Spalding went on a while with Biblical story-telling, and from my perspective could have shortened the list. His main audience seemed to be charmed — and there was no denying the main messages: “You’re not in the IT business anymore” was the critical nugget — sound familiar? Prior to Y2K, Spalding said, “Fear, Uncertainty & Doubt” gave IT the freedom to do as it pleased. Once the world kept spinning into the new millennium, IT moved into the service business, and now there’s no returning to the old ways. He’s obviously comfortable with this speech and delivery — he could have been even better with some judicious editing, and a bit of presentation skills editing, too.

Michael Lundblad, Rational Worldwide Sales Executive, IBM

Mike Lundblad comes with a story. An ex-Marine officer, he speaks well, commands attention and represents an important company.
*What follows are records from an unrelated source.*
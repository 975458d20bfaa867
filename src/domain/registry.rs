//! The closed registry of logical operations.
//!
//! Every [`Operation`] has exactly one description here and exactly one rule
//! in [`super::evaluator`]. Adding an operation means adding a variant and
//! extending both exhaustive matches; there is no runtime registration.

use super::errors::{LogicError, LogicResult};
use super::models::{Operation, OperationInfo};

pub struct OperationRegistry;

impl OperationRegistry {
    const OPERATIONS: [Operation; 8] = [
        Operation::And,
        Operation::Or,
        Operation::Xor,
        Operation::Nand,
        Operation::Nor,
        Operation::Majority,
        Operation::Parity,
        Operation::AllEqual,
    ];

    /// All operations in registry order.
    pub fn all() -> [Operation; 8] {
        Self::OPERATIONS
    }

    pub fn description(operation: Operation) -> &'static str {
        match operation {
            Operation::And => "All values must be True",
            Operation::Or => "At least one value must be True",
            Operation::Xor => "Odd number of True values",
            Operation::Nand => "NOT(All values are True)",
            Operation::Nor => "NOT(Any value is True)",
            Operation::Majority => "More than half are True",
            Operation::Parity => "Odd number of True values (same as XOR)",
            Operation::AllEqual => "All values are the same",
        }
    }

    /// Resolves an exact canonical identifier such as `ALL_EQUAL`.
    ///
    /// No trimming or case folding happens here; user text goes through
    /// [`super::parser::InputParser::parse_operation`] instead.
    ///
    /// # Examples
    ///
    /// ```
    /// use varlogic::domain::{Operation, OperationRegistry};
    ///
    /// assert_eq!(OperationRegistry::lookup("MAJORITY"), Ok(Operation::Majority));
    /// assert!(OperationRegistry::lookup("IMPLIES").is_err());
    /// ```
    pub fn lookup(identifier: &str) -> LogicResult<Operation> {
        Self::OPERATIONS
            .into_iter()
            .find(|op| op.name() == identifier)
            .ok_or_else(|| LogicError::UnsupportedOperation(identifier.to_string()))
    }

    pub fn list_operations() -> Vec<OperationInfo> {
        Self::OPERATIONS
            .into_iter()
            .map(|operation| OperationInfo {
                operation,
                description: Self::description(operation).to_string(),
            })
            .collect()
    }
}
use serde::{Deserialize, Serialize};
use std::fmt;

/// An ordered list of boolean inputs, one per variable.
pub type BooleanSequence = Vec<bool>;

/// The closed set of variadic logical operations.
#[derive(Debug, Clone, Copy, PartialEq, Eq, Hash, Serialize, Deserialize)]
#[serde(rename_all = "SCREAMING_SNAKE_CASE")]
pub enum Operation {
    And,
    Or,
    Xor,
    Nand,
    Nor,
    Majority,
    Parity,
    AllEqual,
}

impl Operation {
    /// Canonical upper-case identifier, e.g. `ALL_EQUAL`.
    pub fn name(self) -> &'static str {
        match self {
            Operation::And => "AND",
            Operation::Or => "OR",
            Operation::Xor => "XOR",
            Operation::Nand => "NAND",
            Operation::Nor => "NOR",
            Operation::Majority => "MAJORITY",
            Operation::Parity => "PARITY",
            Operation::AllEqual => "ALL_EQUAL",
        }
    }
}

impl fmt::Display for Operation {
    fn fmt(&self, f: &mut fmt::Formatter<'_>) -> fmt::Result {
        f.write_str(self.name())
    }
}

/// Renders a single value the way formulas and tables show it.
pub fn bool_symbol(value: bool) -> &'static str {
    if value { "T" } else { "F" }
}

/// Builds the `OP(T F T)` formula for an operation applied to `values`.
pub fn render_formula(operation: Operation, values: &[bool]) -> String {
    let symbols: Vec<&str> = values.iter().map(|v| bool_symbol(*v)).collect();
    format!("{}({})", operation.name(), symbols.join(" "))
}

/// The outcome of applying one operation to one input sequence.
#[derive(Debug, Clone, PartialEq, Eq)]
pub struct EvaluationResult {
    pub operation: Operation,
    pub inputs: BooleanSequence,
    pub result: bool,
}

impl EvaluationResult {
    pub fn formula(&self) -> String {
        render_formula(self.operation, &self.inputs)
    }
}

/// One row of a single-set comparison: the shared inputs under one operation.
#[derive(Debug, Clone, PartialEq, Eq, Serialize, Deserialize)]
pub struct SingleSetRow {
    pub variable_values: BooleanSequence,
    pub operation: Operation,
    pub formula: String,
    pub result: bool,
}

impl From<EvaluationResult> for SingleSetRow {
    fn from(evaluation: EvaluationResult) -> Self {
        let formula = evaluation.formula();
        Self {
            variable_values: evaluation.inputs,
            operation: evaluation.operation,
            formula,
            result: evaluation.result,
        }
    }
}

/// One row of a multi-set comparison.
///
/// `set_index` is 1-based and counts only the sets that produced a row.
#[derive(Debug, Clone, PartialEq, Eq, Serialize, Deserialize)]
pub struct MultiSetRow {
    pub set_index: usize,
    pub variable_values: BooleanSequence,
    pub formula: String,
    pub result: bool,
}

/// Registry entry handed to anything that lists the available operations.
#[derive(Debug, Clone, PartialEq, Eq, Serialize, Deserialize)]
pub struct OperationInfo {
    pub operation: Operation,
    pub description: String,
}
The content of his presentation, “How to Recover from an Application Heart Attack,” was so far into the IT manual that I really couldn’t wrap my head around it.  He also seemed mainly to be describing products (Rational and Tivoli), rather than offering some type of independent advice or action steps. Of course, maybe that’s par for the course at these conferences — it was my first one!
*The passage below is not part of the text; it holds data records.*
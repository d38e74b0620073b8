//! Registry configuration

use std::time::Duration;

/// Chunk size used when a read does not ask for one
pub const DEFAULT_CHUNK_SIZE: usize = 64 * 1024;

/// Upper bound on a single read
pub const MAX_CHUNK_SIZE: usize = 16 * 1024 * 1024;

/// Shortest allowed cleanup period
pub const MIN_CLEANUP_INTERVAL: Duration = Duration::from_millis(1);

/// What to do when a resource is opened while a handle for it is still open
#[derive(Debug, Clone, Copy, PartialEq, Eq, Default)]
pub enum DuplicateOpen {
    /// Install the new handle and close the previous one
    #[default]
    Replace,
    /// Fail the second open with `already-open`
    Reject,
}

/// Stream registry configuration options
#[derive(Debug, Clone)]
pub struct RegistryConfig {
    /// Chunk size for reads that don't specify one
    pub default_chunk_size: usize,

    /// Requested chunk sizes are clamped to this
    pub max_chunk_size: usize,

    /// Policy for opening an already-open resource
    pub duplicate_open: DuplicateOpen,

    /// Close handles unused for this long (None = never)
    pub idle_timeout: Option<Duration>,

    /// How often the background cleanup task runs
    pub cleanup_interval: Duration,
}

impl Default for RegistryConfig {
    fn default() -> Self {
        Self {
            default_chunk_size: DEFAULT_CHUNK_SIZE,
            max_chunk_size: MAX_CHUNK_SIZE,
            duplicate_open: DuplicateOpen::Replace,
            idle_timeout: None,
            cleanup_interval: Duration::from_secs(30),
        }
    }
}

impl RegistryConfig {
    /// Set the default chunk size
    pub fn default_chunk_size(mut self, size: usize) -> Self {
        self.default_chunk_size = size.clamp(1, self.max_chunk_size);
        self
    }

    /// Set the maximum chunk size
    ///
    /// Also lowers the default chunk size if it would exceed the new maximum.
    pub fn max_chunk_size(mut self, size: usize) -> Self {
        self.max_chunk_size = size.max(1);
        self.default_chunk_size = self.default_chunk_size.min(self.max_chunk_size);
        self
    }

    /// Set the duplicate-open policy
    pub fn duplicate_open(mut self, policy: DuplicateOpen) -> Self {
        self.duplicate_open = policy;
        self
    }

    /// Close handles that sit unused for longer than `timeout`
    pub fn idle_timeout(mut self, timeout: Duration) -> Self {
        self.idle_timeout = Some(timeout);
        self
    }

    /// Set the cleanup interval (at least 1ms)
    pub fn cleanup_interval(mut self, interval: Duration) -> Self {
        self.cleanup_interval = interval.max(MIN_CLEANUP_INTERVAL);
        self
    }
}

#[cfg(test)]
mod tests {
    use super::*;

    #[test]
    fn test_default_config() {
        let config = RegistryConfig::default();

        assert_eq!(config.default_chunk_size, 65536);
        assert_eq!(config.max_chunk_size, MAX_CHUNK_SIZE);
        assert_eq!(config.duplicate_open, DuplicateOpen::Replace);
        assert!(config.idle_timeout.is_none());
    }

    #[test]
    fn test_builder_default_chunk_size() {
        let config = RegistryConfig::default().default_chunk_size(4096);

        assert_eq!(config.default_chunk_size, 4096);
    }

    #[test]
    fn test_builder_default_chunk_size_clamped() {
        let config = RegistryConfig::default().default_chunk_size(usize::MAX);
        assert_eq!(config.default_chunk_size, MAX_CHUNK_SIZE);

        let config = RegistryConfig::default().default_chunk_size(0);
        assert_eq!(config.default_chunk_size, 1);
    }

    #[test]
    fn test_builder_max_chunk_size_lowers_default() {
        let config = RegistryConfig::default().max_chunk_size(1024);

        assert_eq!(config.max_chunk_size, 1024);
        assert_eq!(config.default_chunk_size, 1024);
    }

    #[test]
    fn test_builder_cleanup_interval_never_zero() {
        let config = RegistryConfig::default().cleanup_interval(Duration::ZERO);

        assert_eq!(config.cleanup_interval, MIN_CLEANUP_INTERVAL);
    }

    #[test]
    fn test_builder_chaining() {
        let config = RegistryConfig::default()
            .duplicate_open(DuplicateOpen::Reject)
            .idle_timeout(Duration::from_secs(120))
            .cleanup_interval(Duration::from_secs(5));

        assert_eq!(config.duplicate_open, DuplicateOpen::Reject);
        assert_eq!(config.idle_timeout, Some(Duration::from_secs(120)));
        assert_eq!(config.cleanup_interval, Duration::from_secs(5));
    }
}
Bob Balassi, chief technology officer, Maryville Technologies

Bob wore the same suit/shirt/tie combination on the dais as he wore in his program photo. He was a very polished, smooth speaker, but didn’t move at all (missing clicker hindered the show…note: buy your own – and don’t forget to bring it!). The static delivery hurt the presentation, but didn’t kill it. The title of the presentation is too long to include, but it was on what’s called IT Transformation. That’s the wholesale redo of a company’s IT world, moving from being technology driven to business driven. It’s kind of like when PR teams reorg to align more with their clients, rather than their own internal preferences.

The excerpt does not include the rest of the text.